Start of The data

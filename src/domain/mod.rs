pub mod document;
pub mod embedder;
pub mod text;
pub mod vector_store;

pub use document::{Document, IndexedRecord, Metric, QueryResult};
pub use embedder::TextEmbedder;
pub use vector_store::{RawScore, ScoredMatch, VectorIndex, VectorStore};
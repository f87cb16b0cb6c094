//! Semantic resume/job matching: normalize free text, embed it into a
//! fixed-dimension vector space, persist it in a vector index and query
//! for nearest neighbors.

pub mod application;
pub mod config;
pub mod domain;
pub mod error;
pub mod infrastructure;

pub use application::{IndexService, Matcher};
pub use config::{load_config, MatchConfig};
pub use domain::{
    Document, IndexedRecord, Metric, QueryResult, RawScore, ScoredMatch, TextEmbedder,
    VectorIndex, VectorStore,
};
pub use error::MatchError;
pub use fastembed::EmbeddingModel;
pub use infrastructure::{resolve_model, FastEmbedder, MemoryStore, QdrantStore};
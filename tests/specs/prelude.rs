//! Shared fixtures for the behavioral specs.

use std::fs;
use std::path::Path;
use sv_sync::DepotDescriptor;
use tempfile::TempDir;

/// A depot rooted in a temporary directory: `source/` and `depot/` both
/// exist and are empty.
pub struct DepotFixture {
    /// Held so the temp tree outlives the test body.
    pub _dir: TempDir,
    pub desc: DepotDescriptor,
}

pub fn depot(name: &str, interval_minutes: u64) -> DepotFixture {
    let dir = TempDir::new().unwrap();
    let source = dir.path().join("source");
    let destination = dir.path().join("depot");
    fs::create_dir_all(&source).unwrap();
    fs::create_dir_all(&destination).unwrap();
    let desc = DepotDescriptor::new(name, &source, &destination, "ops", interval_minutes, 7);
    DepotFixture { _dir: dir, desc }
}

/// Write `content` at `root/rel`, creating parent directories.
pub fn write(root: &Path, rel: &str, content: &str) {
    let path = root.join(rel);
    if let Some(parent) = path.parent() {
        fs::create_dir_all(parent).unwrap();
    }
    fs::write(path, content).unwrap();
}

pub fn read(root: &Path, rel: &str) -> String {
    fs::read_to_string(root.join(rel)).unwrap()
}

/// Archive snapshot directories, oldest first.
pub fn snapshots(desc: &DepotDescriptor) -> Vec<std::path::PathBuf> {
    let mut labels: Vec<_> = fs::read_dir(desc.archive_root())
        .unwrap()
        .map(|e| e.unwrap().path())
        .collect();
    labels.sort();
    labels
}
// SPDX-License-Identifier: BUSL-1.1
// Copyright (c) 2026 Alfred Jean LLC

//! Daemon configuration
//!
//! TOML file with a `[daemon]` section and one `[[depot]]` table per
//! depot to register at startup.

use serde::Deserialize;
use std::path::{Path, PathBuf};
use sv_sync::DepotDescriptor;
use thiserror::Error;

#[derive(Debug, Error)]
pub enum ConfigError {
    #[error("cannot read config: {0}")]
    Io(#[from] std::io::Error),
    #[error("cannot parse config: {0}")]
    Parse(#[from] toml::de::Error),
}

#[derive(Debug, Default, Deserialize)]
#[serde(deny_unknown_fields)]
pub struct Config {
    #[serde(default)]
    pub daemon: DaemonConfig,
    #[serde(default, rename = "depot")]
    pub depots: Vec<DepotConfig>,
}

#[derive(Debug, Default, Deserialize)]
#[serde(deny_unknown_fields)]
pub struct DaemonConfig {
    /// Log file; stderr when unset.
    pub log_path: Option<PathBuf>,
}

#[derive(Debug, Deserialize)]
#[serde(deny_unknown_fields)]
pub struct DepotConfig {
    pub name: String,
    pub source: PathBuf,
    pub destination: PathBuf,
    #[serde(default = "default_owner")]
    pub owner: String,
    #[serde(default = "default_interval_minutes")]
    pub interval_minutes: u64,
    #[serde(default = "default_retention_days")]
    pub retention_days: u32,
}

fn default_owner() -> String {
    std::env::var("USER").unwrap_or_else(|_| "unknown".to_string())
}

fn default_interval_minutes() -> u64 {
    60
}

fn default_retention_days() -> u32 {
    7
}

impl Config {
    pub fn load(path: &Path) -> Result<Self, ConfigError> {
        let text = std::fs::read_to_string(path)?;
        Ok(toml::from_str(&text)?)
    }
}

impl DepotConfig {
    pub fn descriptor(&self) -> DepotDescriptor {
        DepotDescriptor::new(
            &self.name,
            &self.source,
            &self.destination,
            &self.owner,
            self.interval_minutes,
            self.retention_days,
        )
    }
}

#[cfg(test)]
#[path = "config_tests.rs"]
mod tests;
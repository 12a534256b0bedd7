// SPDX-License-Identifier: BUSL-1.1
// Copyright (c) 2026 Alfred Jean LLC

// Allow panic!/unwrap/expect in test code
#![cfg_attr(test, allow(clippy::panic))]
#![cfg_attr(test, allow(clippy::unwrap_used))]
#![cfg_attr(test, allow(clippy::expect_used))]

//! Scheduling core for stevedore: a time-ordered task queue owned by a
//! single control loop, fed through a bounded submission channel.

mod cancel;
mod queue;
mod scheduler;

pub use cancel::CancelToken;
pub use queue::{ScheduledTask, TaskFn, TaskQueue};
pub use scheduler::Scheduler;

End of The data

Work to complete
Retype every entry above, word for word.

Answer to the problem
filename src/domain/mod.rs
pub mod document;
pub mod embedder;
pub mod text;
pub mod vector_store;

pub use document::{Document, IndexedRecord, Metric, QueryResult};
pub use embedder::TextEmbedder;
pub use vector_store::{RawScore, ScoredMatch, VectorIndex, VectorStore};
repository f87cb16b0cb6c094
//! Semantic resume/job matching: normalize free text, embed it into a
//! fixed-dimension vector space, persist it in a vector index and query
//! for nearest neighbors.

pub mod application;
pub mod config;
pub mod domain;
pub mod error;
pub mod infrastructure;

pub use application::{IndexService, Matcher};
pub use config::{load_config, MatchConfig};
pub use domain::{
    Document, IndexedRecord, Metric, QueryResult, RawScore, ScoredMatch, TextEmbedder,
    VectorIndex, VectorStore,
};
pub use error::MatchError;
pub use fastembed::EmbeddingModel;
pub use infrastructure::{resolve_model, FastEmbedder, MemoryStore, QdrantStore};
filename tests/specs/prelude.rs
//! Shared fixtures for the behavioral specs.

use std::fs;
use std::path::Path;
use sv_sync::DepotDescriptor;
use tempfile::TempDir;

/// A depot rooted in a temporary directory: `source/` and `depot/` both
/// exist and are empty.
pub struct DepotFixture {
    /// Held so the temp tree outlives the test body.
    pub _dir: TempDir,
    pub desc: DepotDescriptor,
}

pub fn depot(name: &str, interval_minutes: u64) -> DepotFixture {
    let dir = TempDir::new().unwrap();
    let source = dir.path().join("source");
    let destination = dir.path().join("depot");
    fs::create_dir_all(&source).unwrap();
    fs::create_dir_all(&destination).unwrap();
    let desc = DepotDescriptor::new(name, &source, &destination, "ops", interval_minutes, 7);
    DepotFixture { _dir: dir, desc }
}

/// Write `content` at `root/rel`, creating parent directories.
pub fn write(root: &Path, rel: &str, content: &str) {
    let path = root.join(rel);
    if let Some(parent) = path.parent() {
        fs::create_dir_all(parent).unwrap();
    }
    fs::write(path, content).unwrap();
}

pub fn read(root: &Path, rel: &str) -> String {
    fs::read_to_string(root.join(rel)).unwrap()
}

/// Archive snapshot directories, oldest first.
pub fn snapshots(desc: &DepotDescriptor) -> Vec<std::path::PathBuf> {
    let mut labels: Vec<_> = fs::read_dir(desc.archive_root())
        .unwrap()
        .map(|e| e.unwrap().path())
        .collect();
    labels.sort();
    labels
}
// SPDX-License-Identifier: BUSL-1.1
// Copyright (c) 2026 Alfred Jean LLC

//! Daemon configuration
//!
//! TOML file with a `[daemon]` section and one `[[depot]]` table per
//! depot to register at startup.

use serde::Deserialize;
use std::path::{Path, PathBuf};
use sv_sync::DepotDescriptor;
use thiserror::Error;

#[derive(Debug, Error)]
pub enum ConfigError {
    #[error("cannot read config: {0}")]
    Io(#[from] std::io::Error),
    #[error("cannot parse config: {0}")]
    Parse(#[from] toml::de::Error),
}

#[derive(Debug, Default, Deserialize)]
#[serde(deny_unknown_fields)]
pub struct Config {
    #[serde(default)]
    pub daemon: DaemonConfig,
    #[serde(default, rename = "depot")]
    pub depots: Vec<DepotConfig>,
}

#[derive(Debug, Default, Deserialize)]
#[serde(deny_unknown_fields)]
pub struct DaemonConfig {
    /// Log file; stderr when unset.
    pub log_path: Option<PathBuf>,
}

#[derive(Debug, Deserialize)]
#[serde(deny_unknown_fields)]
pub struct DepotConfig {
    pub name: String,
    pub source: PathBuf,
    pub destination: PathBuf,
    #[serde(default = "default_owner")]
    pub owner: String,
    #[serde(default = "default_interval_minutes")]
    pub interval_minutes: u64,
    #[serde(default = "default_retention_days")]
    pub retention_days: u32,
}

fn default_owner() -> String {
    std::env::var("USER").unwrap_or_else(|_| "unknown".to_string())
}

fn default_interval_minutes() -> u64 {
    60
}

fn default_retention_days() -> u32 {
    7
}

impl Config {
    pub fn load(path: &Path) -> Result<Self, ConfigError> {
        let text = std::fs::read_to_string(path)?;
        Ok(toml::from_str(&text)?)
    }
}

impl DepotConfig {
    pub fn descriptor(&self) -> DepotDescriptor {
        DepotDescriptor::new(
            &self.name,
            &self.source,
            &self.destination,
            &self.owner,
            self.interval_minutes,
            self.retention_days,
        )
    }
}

#[cfg(test)]
#[path = "config_tests.rs"]
mod tests;
repository 12a534256b0bedd7
// SPDX-License-Identifier: BUSL-1.1
// Copyright (c) 2026 Alfred Jean LLC

// Allow panic!/unwrap/expect in test code
#![cfg_attr(test, allow(clippy::panic))]
#![cfg_attr(test, allow(clippy::unwrap_used))]
#![cfg_attr(test, allow(clippy::expect_used))]

//! Scheduling core for stevedore: a time-ordered task queue owned by a
//! single control loop, fed through a bounded submission channel.

mod cancel;
mod queue;
mod scheduler;

pub use cancel::CancelToken;
pub use queue::{ScheduledTask, TaskFn, TaskQueue};
pub use scheduler::Scheduler;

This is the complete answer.